I have fallen in love with Sikkim all over again.

Wednesday, September 16, 2009

Over to Sikkim

Its been a busy few days. Managed to submit my first application just in time. It is not an easy process for sure, the essays, the recommendations, the scores submission, the whole thing sure sucks your blood. I only hope that the process is as holistic as they claim. These guys said they will announce the results by October first week, fingers crossed for that.

Another thing that has kept me busy of late is office. I have been handling almost double the amount of work that I usually handle - actually a precondition for me for the 6 day leave I applied for. But frankly I don't mind the extra work - coz I am going to Sikkim... yuhu..

I loved it when I first went there 2 years back, though that was more work related. This time it is for pure fun and a bit of adventure. We are planning to essentially cover North Sikkim and go till Gurudongmar Lake. Beyond Mangan, the area is prone to landslides, especially in this weather. Hoping that the weather holds up and there aren't any landslides etc. It is gonna be a hell of a trip if every thing goes as per plan!
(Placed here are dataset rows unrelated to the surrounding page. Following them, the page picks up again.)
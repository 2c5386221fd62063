use std::{
	fs, io,
	net::{IpAddr, SocketAddr},
	path::Path,
	time::Duration,
};

use log::{info, warn};
use serde::Deserialize;
use thiserror::Error;

#[derive(Error, Debug)]
pub enum ConfigError {
	#[error("could not read configuration: {0}")]
	Io(#[from] io::Error),
	#[error("invalid configuration: {0}")]
	Yaml(#[from] serde_yaml::Error),
	#[error("metrics_path must start with '/', got \"{0}\"")]
	InvalidMetricsPath(String),
	#[error("poll_interval_ms must be greater than 0")]
	InvalidPollInterval,
}

/// Where to reach apcupsd's network information server.
#[derive(Clone, Debug, Deserialize, PartialEq)]
#[serde(default)]
pub struct ApcupsdOptions {
	pub address: String,
	pub port: u16,
	pub timeout_ms: u64,
}

impl Default for ApcupsdOptions {
	fn default() -> Self {
		Self {
			address: "127.0.0.1".into(),
			port: 3551,
			timeout_ms: 500,
		}
	}
}

#[derive(Clone, Debug, Deserialize, PartialEq)]
#[serde(default)]
pub struct ExporterOptions {
	pub listen_address: IpAddr,
	pub listen_port: u16,
	pub metrics_path: String,
	pub apcupsd: ApcupsdOptions,
	pub poll_interval_ms: u64,
}

impl Default for ExporterOptions {
	fn default() -> Self {
		Self {
			listen_address: [127, 0, 0, 1].into(),
			listen_port: 9175,
			metrics_path: "/metrics".into(),
			apcupsd: Default::default(),
			poll_interval_ms: 5000,
		}
	}
}

impl ExporterOptions {
	/// Reads the options from the YAML file at `path`, falling back to defaults when it does not exist.
	pub fn load(path: &Path) -> Result<Self, ConfigError> {
		if fs::exists(path)? {
			Self::from_reader(fs::File::open(path)?)
		} else {
			info!("No configuration at {}, using defaults", path.display());
			Ok(Default::default())
		}
	}

	pub fn from_reader(reader: impl io::Read) -> Result<Self, ConfigError> {
		let options: Self = serde_ignored::deserialize(serde_yaml::Deserializer::from_reader(reader), |path| {
			warn!("Ignoring unknown configuration key {path}")
		})?;
		options.validate()
	}

	fn validate(self) -> Result<Self, ConfigError> {
		if !self.metrics_path.starts_with('/') {
			return Err(ConfigError::InvalidMetricsPath(self.metrics_path));
		}
		if self.poll_interval_ms == 0 {
			return Err(ConfigError::InvalidPollInterval);
		}
		Ok(self)
	}

	pub fn listen_addr(&self) -> SocketAddr {
		SocketAddr::new(self.listen_address, self.listen_port)
	}

	pub fn poll_interval(&self) -> Duration {
		Duration::from_millis(self.poll_interval_ms)
	}
}

#[cfg(test)]
mod tests {
	use super::*;

	#[test]
	fn missing_file_uses_defaults() {
		let options = ExporterOptions::load(Path::new("/nonexistent/ups_exporter_config.yaml")).unwrap();
		assert_eq!(options, ExporterOptions::default());
		assert_eq!(options.listen_addr(), SocketAddr::from(([127, 0, 0, 1], 9175)));
		assert_eq!(options.poll_interval(), Duration::from_secs(5));
	}

	#[test]
	fn overrides_from_yaml() {
		let options = ExporterOptions::from_reader(
			"listen_address: 0.0.0.0\nlisten_port: 9162\nmetrics_path: /ups\napcupsd:\n  address: ups.lan\n  port: 3552\nunknown_key: 1\n".as_bytes(),
		)
		.unwrap();
		assert_eq!(options.listen_addr(), SocketAddr::from(([0, 0, 0, 0], 9162)));
		assert_eq!(options.metrics_path, "/ups");
		assert_eq!(
			options.apcupsd,
			ApcupsdOptions {
				address: "ups.lan".into(),
				port: 3552,
				timeout_ms: 500,
			}
		);
		assert_eq!(options.poll_interval_ms, 5000);
	}

	#[test]
	fn rejects_relative_metrics_path() {
		assert!(matches!(
			ExporterOptions::from_reader("metrics_path: metrics\n".as_bytes()),
			Err(ConfigError::InvalidMetricsPath(path)) if path == "metrics"
		));
	}

	#[test]
	fn rejects_zero_poll_interval() {
		assert!(matches!(ExporterOptions::from_reader("poll_interval_ms: 0\n".as_bytes()), Err(ConfigError::InvalidPollInterval)));
	}

	#[test]
	fn rejects_malformed_yaml() {
		assert!(matches!(ExporterOptions::from_reader("listen_port: not-a-port\n".as_bytes()), Err(ConfigError::Yaml(_))));
	}
}
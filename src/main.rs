use std::{env, path::Path, sync::Arc};

use env_logger::Env;
use log::info;
use prometheus_ups_exporter::{
	config::ExporterOptions,
	exporter::{Exporter, ExporterError},
	parser::FieldParser,
	refresh::RefreshCycle,
	registry::MetricRegistry,
	source::ApcupsdSource,
};

#[tokio::main]
async fn main() -> Result<(), Box<dyn std::error::Error>> {
	env_logger::Builder::from_env(Env::default().default_filter_or("info")).init();

	let config_path = env::var("CONFIG_PATH").unwrap_or("/etc/prometheus/ups_exporter_config.yaml".to_owned());
	let options = ExporterOptions::load(Path::new(&config_path))?;

	let registry = Arc::new(MetricRegistry::new());
	let refresh = RefreshCycle::new(ApcupsdSource::new(&options.apcupsd), FieldParser::new()?, registry.clone());
	let exporter = Exporter::new(registry, options.metrics_path.clone());

	info!(
		"Polling apcupsd at {}:{} every {:?}",
		options.apcupsd.address,
		options.apcupsd.port,
		options.poll_interval()
	);
	futures::try_join!(exporter.serve(options.listen_addr()), async {
		refresh.run_every(options.poll_interval()).await;
		Ok::<_, ExporterError>(())
	})?;
	Ok(())
}
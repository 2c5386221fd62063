use std::{convert::Infallible, net::SocketAddr, sync::Arc};

use hyper::{
	header::{HeaderValue, CONTENT_TYPE},
	service::{make_service_fn, service_fn},
	Body, Method, Request, Response, Server, StatusCode,
};
use log::info;
use prometheus_exporter_base::{MetricType, MissingValue, PrometheusInstance, PrometheusMetric};
use thiserror::Error;

use crate::{
	field::Field,
	registry::{MetricRegistry, RegistryState},
};

/// Label carrying the active value of a categorical field.
pub const VALUE_LABEL: &str = "string";

const TEXT_FORMAT: &str = "text/plain; version=0.0.4";

#[derive(Error, Debug)]
pub enum ExporterError {
	#[error("could not bind {addr}: {source}")]
	Bind { addr: SocketAddr, source: hyper::Error },
	#[error("server error: {0}")]
	Server(hyper::Error),
}

fn gauge_instance<'a>(label: Option<&'a str>) -> PrometheusInstance<'a, f64, MissingValue> {
	let instance = PrometheusInstance::new();
	match label {
		Some(value) => instance.with_label(VALUE_LABEL, value),
		None => instance,
	}
}

/// Escapes a label value for the text exposition format.
fn escape_label_value(value: &str) -> String {
	value.replace('\\', "\\\\").replace('"', "\\\"").replace('\n', "\\n")
}

/// Renders every field of `state` in the Prometheus text format, one gauge per field.
pub fn render_metrics(state: &RegistryState) -> String {
	let mut rendered = String::new();
	for field in Field::all() {
		let (label, value) = match field {
			Field::Numeric(numeric) => (None, state.numeric(numeric)),
			Field::Categorical(categorical) => {
				let active = state.categorical(categorical);
				(Some(escape_label_value(active.text())), active.gauge())
			},
		};
		rendered += &PrometheusMetric::build()
			.with_name(&field.metric_name())
			.with_help(field.help())
			.with_metric_type(MetricType::Gauge)
			.build()
			.render_and_append_instance(&gauge_instance(label.as_deref()).with_value(value))
			.render();
	}
	rendered
}

/// Serves the registry's latest snapshot on the metrics path.
pub struct Exporter {
	registry: Arc<MetricRegistry>,
	metrics_path: String,
}

impl Exporter {
	pub fn new(registry: Arc<MetricRegistry>, metrics_path: String) -> Self {
		Self { registry, metrics_path }
	}

	fn respond(&self, request: &Request<Body>) -> Response<Body> {
		if request.uri().path() != self.metrics_path {
			return status_response(StatusCode::NOT_FOUND);
		}
		let body = match *request.method() {
			Method::GET => Body::from(render_metrics(&self.registry.snapshot())),
			Method::HEAD => Body::empty(),
			_ => return status_response(StatusCode::METHOD_NOT_ALLOWED),
		};
		let mut response = Response::new(body);
		response.headers_mut().insert(CONTENT_TYPE, HeaderValue::from_static(TEXT_FORMAT));
		response
	}

	pub async fn serve(self, addr: SocketAddr) -> Result<(), ExporterError> {
		let server = Server::try_bind(&addr).map_err(|source| ExporterError::Bind { addr, source })?;
		info!("Serving metrics on http://{addr}{}", self.metrics_path);
		let exporter = Arc::new(self);
		let make_service = make_service_fn(move |_| {
			let exporter = exporter.clone();
			async move {
				Ok::<_, Infallible>(service_fn(move |request| {
					let exporter = exporter.clone();
					async move { Ok::<_, Infallible>(exporter.respond(&request)) }
				}))
			}
		});
		server.serve(make_service).await.map_err(ExporterError::Server)
	}
}

fn status_response(status: StatusCode) -> Response<Body> {
	let mut response = Response::new(Body::empty());
	*response.status_mut() = status;
	response
}
//! The status keys reported by apcupsd that this exporter knows how to turn into metrics.

use std::fmt;

pub const NAMESPACE: &str = "ups";

#[derive(Clone, Copy, Debug, PartialEq, Eq)]
pub enum Subsystem {
	Power,
	Battery,
	Daemon,
}

impl Subsystem {
	fn as_str(self) -> &'static str {
		match self {
			Subsystem::Power => "power",
			Subsystem::Battery => "battery",
			Subsystem::Daemon => "daemon",
		}
	}
}

/// Unit apcupsd appends to a numeric value, and therefore the unit the parser expects.
#[derive(Clone, Copy, Debug, PartialEq, Eq)]
pub enum Unit {
	Volts,
	Watts,
	Percent,
	Hertz,
	Seconds,
	Minutes,
	/// Bare number without a unit word.
	Count,
	/// Date and time, exported as seconds since the epoch.
	Timestamp,
}

impl Unit {
	/// Unit word as apcupsd prints it, `None` for bare values.
	pub fn word(self) -> Option<&'static str> {
		match self {
			Unit::Volts => Some("Volts"),
			Unit::Watts => Some("Watts"),
			Unit::Percent => Some("Percent"),
			Unit::Hertz => Some("Hz"),
			Unit::Seconds => Some("Seconds"),
			Unit::Minutes => Some("Minutes"),
			Unit::Count | Unit::Timestamp => None,
		}
	}
}

pub struct NumericDescriptor {
	pub key: &'static str,
	pub subsystem: Subsystem,
	pub name: &'static str,
	pub help: &'static str,
	pub unit: Unit,
	pub max: Option<f64>,
}

impl NumericDescriptor {
	fn new(key: &'static str, subsystem: Subsystem, name: &'static str, unit: Unit, help: &'static str) -> Self {
		Self {
			key,
			subsystem,
			name,
			help,
			unit,
			max: None,
		}
	}

	fn capped(self, max: f64) -> Self {
		Self { max: Some(max), ..self }
	}
}

#[derive(Clone, Copy, Debug, PartialEq, Eq, PartialOrd, Ord, Hash)]
pub enum NumericField {
	NominalInputVoltage,
	NominalPower,
	LineVoltage,
	LoadPercent,
	NominalBatteryVoltage,
	BatteryVoltage,
	TimeOnBattery,
	CumulativeTimeOnBattery,
	BatteryCharge,
	TimeLeft,
	MinimumBatteryCharge,
	MinimumTimeLeft,
	MaximumTime,
	TransferCount,
	StartTime,
	OutputVoltage,
	LineFrequency,
	TransferLowVoltage,
	TransferHighVoltage,
	UpdateTime,
}

impl NumericField {
	pub const ALL: [Self; 20] = [
		Self::NominalInputVoltage,
		Self::NominalPower,
		Self::LineVoltage,
		Self::LoadPercent,
		Self::NominalBatteryVoltage,
		Self::BatteryVoltage,
		Self::TimeOnBattery,
		Self::CumulativeTimeOnBattery,
		Self::BatteryCharge,
		Self::TimeLeft,
		Self::MinimumBatteryCharge,
		Self::MinimumTimeLeft,
		Self::MaximumTime,
		Self::TransferCount,
		Self::StartTime,
		Self::OutputVoltage,
		Self::LineFrequency,
		Self::TransferLowVoltage,
		Self::TransferHighVoltage,
		Self::UpdateTime,
	];

	pub fn descriptor(self) -> NumericDescriptor {
		use Subsystem::*;
		match self {
			Self::NominalInputVoltage => NumericDescriptor::new("NOMINV", Power, "input_expect_voltage", Unit::Volts, "Input voltage the UPS is configured to expect."),
			Self::NominalPower => NumericDescriptor::new("NOMPOWER", Power, "output_maximum_wattage", Unit::Watts, "Maximum power in watts the UPS is designed to supply."),
			Self::LineVoltage => NumericDescriptor::new("LINEV", Power, "line_voltage", Unit::Volts, "Current input line voltage."),
			Self::LoadPercent => NumericDescriptor::new("LOADPCT", Power, "load_percent", Unit::Percent, "Percentage of UPS load capacity used."),
			Self::NominalBatteryVoltage => NumericDescriptor::new("NOMBATTV", Battery, "output_expect_voltage", Unit::Volts, "Nominal battery voltage."),
			Self::BatteryVoltage => NumericDescriptor::new("BATTV", Battery, "output_actual_voltage", Unit::Volts, "Current battery voltage."),
			Self::TimeOnBattery => NumericDescriptor::new("TONBATT", Battery, "time_spent_latest_seconds", Unit::Seconds, "Seconds currently on battery, or 0."),
			Self::CumulativeTimeOnBattery => NumericDescriptor::new(
				"CUMONBATT",
				Battery,
				"time_spent_total_seconds",
				Unit::Seconds,
				"Cumulative seconds on battery since apcupsd startup.",
			),
			Self::BatteryCharge => NumericDescriptor::new("BCHARGE", Battery, "remaining_charge_percent", Unit::Percent, "Current battery capacity charge percentage.")
				.capped(100.),
			Self::TimeLeft => NumericDescriptor::new(
				"TIMELEFT",
				Battery,
				"remaining_time_minutes",
				Unit::Minutes,
				"Remaining runtime left on battery as estimated by the UPS, in minutes.",
			),
			Self::MinimumBatteryCharge => NumericDescriptor::new(
				"MBATTCHG",
				Daemon,
				"remaining_charge_percent",
				Unit::Percent,
				"Battery charge percentage below which apcupsd shuts the system down.",
			)
			.capped(100.),
			Self::MinimumTimeLeft => NumericDescriptor::new(
				"MINTIMEL",
				Daemon,
				"remaining_time_minutes",
				Unit::Minutes,
				"Remaining runtime in minutes at or below which apcupsd shuts the system down.",
			),
			Self::MaximumTime => NumericDescriptor::new(
				"MAXTIME",
				Daemon,
				"timeout_minutes",
				Unit::Minutes,
				"Minutes on battery after which apcupsd shuts the system down, 0 when disabled.",
			),
			Self::TransferCount => NumericDescriptor::new("NUMXFERS", Daemon, "transfer_count", Unit::Count, "Number of transfers to battery since apcupsd startup."),
			Self::StartTime => NumericDescriptor::new("STARTTIME", Daemon, "start_timestamp", Unit::Timestamp, "Date and time apcupsd was started."),
			Self::OutputVoltage => NumericDescriptor::new("OUTPUTV", Power, "output_voltage", Unit::Volts, "Current UPS output voltage."),
			Self::LineFrequency => NumericDescriptor::new("LINEFREQ", Power, "line_frequency_hertz", Unit::Hertz, "Current line frequency in Hertz."),
			Self::TransferLowVoltage => {
				NumericDescriptor::new("LOTRANS", Power, "transfer_low_voltage", Unit::Volts, "Input line voltage below which the UPS switches to battery.")
			},
			Self::TransferHighVoltage => {
				NumericDescriptor::new("HITRANS", Power, "transfer_high_voltage", Unit::Volts, "Input line voltage above which the UPS switches to battery.")
			},
			Self::UpdateTime => NumericDescriptor::new("DATE", Daemon, "update_timestamp", Unit::Timestamp, "Date and time of the last update from the UPS."),
		}
	}
}

pub struct CategoricalDescriptor {
	pub key: &'static str,
	pub subsystem: Option<Subsystem>,
	pub name: &'static str,
	pub help: &'static str,
}

#[derive(Clone, Copy, Debug, PartialEq, Eq, PartialOrd, Ord, Hash)]
pub enum CategoricalField {
	Status,
	Hostname,
	Header,
	AlarmDelay,
	UpsName,
	Model,
	Version,
	LastTransferReason,
	SelfTestResult,
}

impl CategoricalField {
	pub const ALL: [Self; 9] = [
		Self::Status,
		Self::Hostname,
		Self::Header,
		Self::AlarmDelay,
		Self::UpsName,
		Self::Model,
		Self::Version,
		Self::LastTransferReason,
		Self::SelfTestResult,
	];

	/// Text exposed while no value has been reported this cycle.
	pub const BASELINE: &'static str = "UNKNOWN";

	pub fn descriptor(self) -> CategoricalDescriptor {
		let (key, subsystem, name, help) = match self {
			Self::Status => ("STATUS", None, "status", "Current status of the UPS (ONLINE, ONBATT, COMMLOST, ...)."),
			Self::Hostname => ("HOSTNAME", Some(Subsystem::Daemon), "hostname", "Name of the machine that collected the UPS data."),
			Self::Header => (
				"APC",
				Some(Subsystem::Daemon),
				"apc",
				"Header record: status format revision, number of records and number of bytes that follow.",
			),
			Self::AlarmDelay => ("ALARMDEL", Some(Subsystem::Daemon), "alarm", "Delay period for the UPS alarm."),
			Self::UpsName => ("UPSNAME", Some(Subsystem::Daemon), "ups_name", "Name of the UPS as configured in apcupsd."),
			Self::Model => ("MODEL", Some(Subsystem::Daemon), "model", "UPS model as reported by the UPS."),
			Self::Version => ("VERSION", Some(Subsystem::Daemon), "version", "apcupsd release, build date and platform."),
			Self::LastTransferReason => ("LASTXFER", Some(Subsystem::Power), "last_transfer_reason", "Reason for the last transfer to battery."),
			Self::SelfTestResult => ("SELFTEST", Some(Subsystem::Battery), "self_test_result", "Result of the last self test."),
		};
		CategoricalDescriptor { key, subsystem, name, help }
	}
}

/// A recognized status key, tagged with the kind of metric it becomes.
#[derive(Clone, Copy, Debug, PartialEq, Eq, PartialOrd, Ord, Hash)]
pub enum Field {
	Categorical(CategoricalField),
	Numeric(NumericField),
}

impl Field {
	/// Every field, in exposition order.
	pub fn all() -> impl Iterator<Item = Field> {
		CategoricalField::ALL.into_iter().map(Field::Categorical).chain(NumericField::ALL.into_iter().map(Field::Numeric))
	}

	pub fn from_key(key: &str) -> Option<Field> {
		let key = key.trim();
		Self::all().find(|field| field.key() == key)
	}

	pub fn key(self) -> &'static str {
		match self {
			Field::Categorical(field) => field.descriptor().key,
			Field::Numeric(field) => field.descriptor().key,
		}
	}

	pub fn help(self) -> &'static str {
		match self {
			Field::Categorical(field) => field.descriptor().help,
			Field::Numeric(field) => field.descriptor().help,
		}
	}

	/// Full metric name, `<namespace>_<subsystem>_<name>` or `<namespace>_<name>` without a subsystem.
	pub fn metric_name(self) -> String {
		let (subsystem, name) = match self {
			Field::Categorical(field) => {
				let descriptor = field.descriptor();
				(descriptor.subsystem, descriptor.name)
			},
			Field::Numeric(field) => {
				let descriptor = field.descriptor();
				(Some(descriptor.subsystem), descriptor.name)
			},
		};
		match subsystem {
			Some(subsystem) => format!("{NAMESPACE}_{}_{name}", subsystem.as_str()),
			None => format!("{NAMESPACE}_{name}"),
		}
	}
}

impl fmt::Display for Field {
	fn fmt(&self, f: &mut fmt::Formatter<'_>) -> fmt::Result {
		f.write_str(self.key())
	}
}

#[cfg(test)]
mod tests {
	use std::collections::HashSet;

	use rstest::rstest;

	use super::*;

	#[rstest]
	#[case("STATUS", "ups_status")]
	#[case("LINEV", "ups_power_line_voltage")]
	#[case("TIMELEFT", "ups_battery_remaining_time_minutes")]
	#[case("NUMXFERS", "ups_daemon_transfer_count")]
	#[case("ALARMDEL", "ups_daemon_alarm")]
	#[case(" BCHARGE ", "ups_battery_remaining_charge_percent")]
	fn metric_names(#[case] key: &str, #[case] expected: &str) {
		assert_eq!(Field::from_key(key).map(Field::metric_name).as_deref(), Some(expected));
	}

	#[test]
	fn unknown_keys_are_not_fields() {
		assert_eq!(Field::from_key("STATFLAG"), None);
		assert_eq!(Field::from_key("END APC"), None);
		assert_eq!(Field::from_key(""), None);
	}

	#[test]
	fn keys_and_metric_names_are_unique() {
		let keys: HashSet<_> = Field::all().map(Field::key).collect();
		let names: HashSet<_> = Field::all().map(Field::metric_name).collect();
		assert_eq!(keys.len(), Field::all().count());
		assert_eq!(names.len(), Field::all().count());
	}
}
//! Exports the status of an apcupsd-managed UPS as Prometheus gauges.
//!
//! A [`refresh::RefreshCycle`] polls the daemon, resets the [`registry::MetricRegistry`] and fills it
//! from the fields it recognizes; [`exporter::Exporter`] renders the latest complete snapshot on every
//! scrape.

pub mod config;
pub mod exporter;
pub mod field;
pub mod parser;
pub mod refresh;
pub mod registry;
pub mod source;
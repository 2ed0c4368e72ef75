//! Actions that input handling returns to communicate with the event loop
#![allow(dead_code)]

use crate::app::Tab;

/// Actions returned by key handling and commands
#[derive(Debug, Clone, PartialEq, Eq)]
pub enum Action {
    /// No action needed
    None,

    /// Make the given tab active
    SelectTab(Tab),

    /// Move to the next (true) or previous (false) tab in registry order
    CycleTab(bool),

    /// Trigger the active tab's primary action
    Dispatch,

    /// Copy text to the system clipboard
    Copy(String),

    /// Show notification in status bar
    Notify(String, NotifyLevel),

    /// Open the help overlay
    OpenHelp,

    /// Request quit
    Quit,
}

/// Notification levels
#[derive(Debug, Clone, Copy, PartialEq, Eq)]
pub enum NotifyLevel {
    Info,
    Warn,
    Error,
}
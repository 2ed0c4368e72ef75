pub mod action;
pub mod command;
pub mod effect;

pub use action::{Action, NotifyLevel};
pub use command::{parse_command, Command};
pub use effect::{dispatch, Effect};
My next post will definitely be about the trip. That reminds me, I must write about the Triund trek here. I have been too lazy to write that down.

Sunday, July 19, 2009

Quarter-Life Crisis

Well I didn't know something like that existed till I read about it wikipedia. The article says that this is a term applied to a period of life, ranging from early twenties to early thirities. Some characteristics include-

  • Feeling not good enough about your job
  • Frustation with relationships
  • Confusion of identity
  • Insecurity regarding the near future, life goals, long term plans
  • Nostalgia for university, college, high school, etc

Man! I am screwed. I am going through a crisis for sure!

Friday, July 10, 2009

Yes!

Bhagwan ne meri sun li! After gluing my ass to the chair for the last 3 months trying to solve those pathetic sentence correction and data sufficiency questions, I am pretty happy with the end result. and I don't care if the last sentence was not grammatically correct.
Yipee! my gurgaon house is going to be madhushala for the next two days!

Sunday, June 21, 2009

Vodka and Orange Juice

Looking back at the episode which got me all worked up and worried this Thursday, I guess it was more a panic attack rather than anything else. Alcohol was certainly a great help (and thanks poly for the company!). 6 large pegs of Vodka with orange juice made me realise how foolishly sentimental I was being.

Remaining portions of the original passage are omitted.